Why Medicare wants to compare your coding to other doctors

April 25, 2016

Q:I received a letter from Medicare stating that I had more 99214s than my cohort of internal medicine providers, and that I needed to correct this in six months. I don’t believe that I’ve done anything wrong. How can they do this?

Q: I received a letter from Medicare stating that I had more 99214s than my cohort of internal medicine providers, and that I needed to correct this in six months. I don’t believe that I’ve done anything wrong. How can they do this?

A: The chances are good that you haven’t done anything wrong at all. In fact, you may have done something right.

Medicare administrative contractors (MACs) through the Centers for Medicare & Medicaid Services (CMS) are fond of comparing individual provider evaluation and management (EM) code profiles to the national, regional or contractor profile for that provider specialty. In other words, they compare your billing codes to your peers’ billing codes.

If you fall out of the normal distribution and become an outlier it is not uncommon to receive a letter suggesting that you look more like everyone else. The fact is however, that since so many providers under-code these services--perhaps due partly to these types of suggestions--that if you are an outlier, you may be coding more accurately than some of your peers.

There are no frequency limitations on the basic EM codes, at any level.

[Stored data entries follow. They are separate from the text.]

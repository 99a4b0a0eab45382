//! H.264 helpers
//!
//! AVCC framing (length-prefixed NAL units), Annex-B framing (start codes)
//! and the AVCDecoderConfigurationRecord carried by `Config` frames.

use bytes::{BufMut, Bytes, BytesMut};

pub const NAL_IDR: u8 = 5;
pub const NAL_SPS: u8 = 7;
pub const NAL_PPS: u8 = 8;
pub const NAL_AUD: u8 = 9;

const START_CODE: [u8; 4] = [0, 0, 0, 1];

#[derive(Debug, Clone, PartialEq, Eq, thiserror::Error)]
pub enum AvcError {
    #[error("decoder configuration too short ({0} bytes)")]
    TooShort(usize),

    #[error("unsupported decoder configuration version {0}")]
    UnsupportedVersion(u8),

    #[error("decoder configuration truncated")]
    Truncated,

    #[error("decoder configuration carries no SPS")]
    MissingSps,

    #[error("decoder configuration carries no PPS")]
    MissingPps,
}

/// Parsed AVCDecoderConfigurationRecord
#[derive(Debug, Clone, PartialEq, Eq)]
pub struct AvcConfig {
    pub profile: u8,
    pub compatibility: u8,
    pub level: u8,
    pub nal_length_size: u8,
    /// First sequence parameter set
    pub sps: Bytes,
    /// First picture parameter set
    pub pps: Bytes,
}

pub fn nal_type(nal: &[u8]) -> Option<u8> {
    nal.first().map(|b| b & 0x1F)
}

/// Parse an AVCDecoderConfigurationRecord
pub fn parse_decoder_config(payload: &[u8]) -> Result<AvcConfig, AvcError> {
    if payload.len() < 7 {
        return Err(AvcError::TooShort(payload.len()));
    }
    if payload[0] != 1 {
        return Err(AvcError::UnsupportedVersion(payload[0]));
    }

    let profile = payload[1];
    let compatibility = payload[2];
    let level = payload[3];
    let nal_length_size = (payload[4] & 0x03) + 1;

    let mut pos = 5;
    let sps = read_parameter_sets(payload, &mut pos, payload[5] & 0x1F)?
        .ok_or(AvcError::MissingSps)?;
    let count = *payload.get(pos).ok_or(AvcError::MissingPps)?;
    let pps = read_parameter_sets(payload, &mut pos, count)?.ok_or(AvcError::MissingPps)?;

    Ok(AvcConfig {
        profile,
        compatibility,
        level,
        nal_length_size,
        sps,
        pps,
    })
}

/// Read `count` length-prefixed sets after the count byte at `pos`; keeps the first
fn read_parameter_sets(
    payload: &[u8],
    pos: &mut usize,
    count: u8,
) -> Result<Option<Bytes>, AvcError> {
    *pos += 1;
    let mut first = None;
    for _ in 0..count {
        let header = payload.get(*pos..*pos + 2).ok_or(AvcError::Truncated)?;
        let len = u16::from_be_bytes([header[0], header[1]]) as usize;
        *pos += 2;
        let set = payload.get(*pos..*pos + len).ok_or(AvcError::Truncated)?;
        *pos += len;
        if first.is_none() && !set.is_empty() {
            first = Some(Bytes::copy_from_slice(set));
        }
    }
    Ok(first)
}

/// Build an AVCDecoderConfigurationRecord with 4-byte NAL lengths
pub fn build_decoder_config(sps: &[u8], pps: &[u8]) -> Bytes {
    let (profile, compatibility, level) = match sps {
        [_, profile, compatibility, level, ..] => (*profile, *compatibility, *level),
        _ => (0, 0, 0),
    };

    let mut out = BytesMut::with_capacity(11 + sps.len() + pps.len());
    out.put_u8(1);
    out.put_u8(profile);
    out.put_u8(compatibility);
    out.put_u8(level);
    out.put_u8(0xFF);
    out.put_u8(0xE1);
    out.put_u16(sps.len() as u16);
    out.put_slice(sps);
    out.put_u8(1);
    out.put_u16(pps.len() as u16);
    out.put_slice(pps);
    out.freeze()
}

/// NAL units of an AVCC frame with 4-byte lengths; stops at the first
/// inconsistent length
pub fn avcc_units(frame: &[u8]) -> AvccUnits<'_> {
    AvccUnits { rest: frame }
}

pub struct AvccUnits<'a> {
    rest: &'a [u8],
}

impl<'a> Iterator for AvccUnits<'a> {
    type Item = &'a [u8];

    fn next(&mut self) -> Option<&'a [u8]> {
        if self.rest.len() < 4 {
            return None;
        }
        let len = u32::from_be_bytes([self.rest[0], self.rest[1], self.rest[2], self.rest[3]])
            as usize;
        let Some(nal) = self.rest.get(4..4 + len) else {
            self.rest = &[];
            return None;
        };
        self.rest = &self.rest[4 + len..];
        Some(nal)
    }
}

/// SPS and PPS embedded in an AVCC frame
pub fn extract_parameter_sets(frame: &[u8]) -> Option<(Bytes, Bytes)> {
    let mut sps = None;
    let mut pps = None;
    for nal in avcc_units(frame) {
        match nal_type(nal) {
            Some(NAL_SPS) if sps.is_none() => sps = Some(nal),
            Some(NAL_PPS) if pps.is_none() => pps = Some(nal),
            _ => {}
        }
    }
    Some((
        Bytes::copy_from_slice(sps?),
        Bytes::copy_from_slice(pps?),
    ))
}

/// NAL units of an Annex-B byte stream
pub fn annexb_units(data: &[u8]) -> Vec<&[u8]> {
    let mut starts = Vec::new();
    let mut i = 0;
    while i + 3 <= data.len() {
        if data[i] == 0 && data[i + 1] == 0 && data[i + 2] == 1 {
            starts.push(i + 3);
            i += 3;
        } else {
            i += 1;
        }
    }

    let mut units = Vec::with_capacity(starts.len());
    for (n, &start) in starts.iter().enumerate() {
        let mut end = match starts.get(n + 1) {
            Some(next) => next - 3,
            None => data.len(),
        };
        // Trailing zeros belong to the next four-byte start code
        while end > start && data[end - 1] == 0 {
            end -= 1;
        }
        if end > start {
            units.push(&data[start..end]);
        }
    }
    units
}

/// Append `nal` with a start code
pub fn put_annexb(out: &mut BytesMut, nal: &[u8]) {
    out.put_slice(&START_CODE);
    out.put_slice(nal);
}

/// Append `nal` with a 4-byte length
pub fn put_avcc(out: &mut BytesMut, nal: &[u8]) {
    out.put_u32(nal.len() as u32);
    out.put_slice(nal);
}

The codes are to be billed at a level commensurate with the work performed or the time spent, if that applies. If your codes are supported by the documentation and support medical necessity:

they are the correct codes and it doesn’t matter whether you bill more of them, or more often, than anyone else.

 

It is true that if you continue to have an outlier profile you could easily be the recipient of an audit for the codes or claims in question. And it is equally true that if you had the correct codes to begin with, and decent documentation, then the audit will reveal that as well.

There is a lot of fear surrounding CMS review activity, but nothing dispels it quicker than a positive review. There has been a national initiative on reviewing 99214s during the last year. Chances are this is what they are monitoring. Given that you are an internal medicine provider, then a high percentage of 99214 for a Medicare population shouldn’t surprise anyone. In fact, Medicare has been known to say that they expect that most follow-up visits would be of the level 4 variety. 

That can be as simple as your 90-day surveillance of diabetes, hypertension and hyperlipidemia. Remember too that a stable chronic and a worsening chronic is also moderate decision-making, and a new problem with a differential that you work up. A 99214 is rather common, easy to document, and you should have nothing to worry about if you document even reasonably well.

If you are a provider that uses the electronic health record to make 99213s look like 99214s with buffed history and over-sized exams, or ignores the concept of medical necessity, then you may have more interaction than you’d like.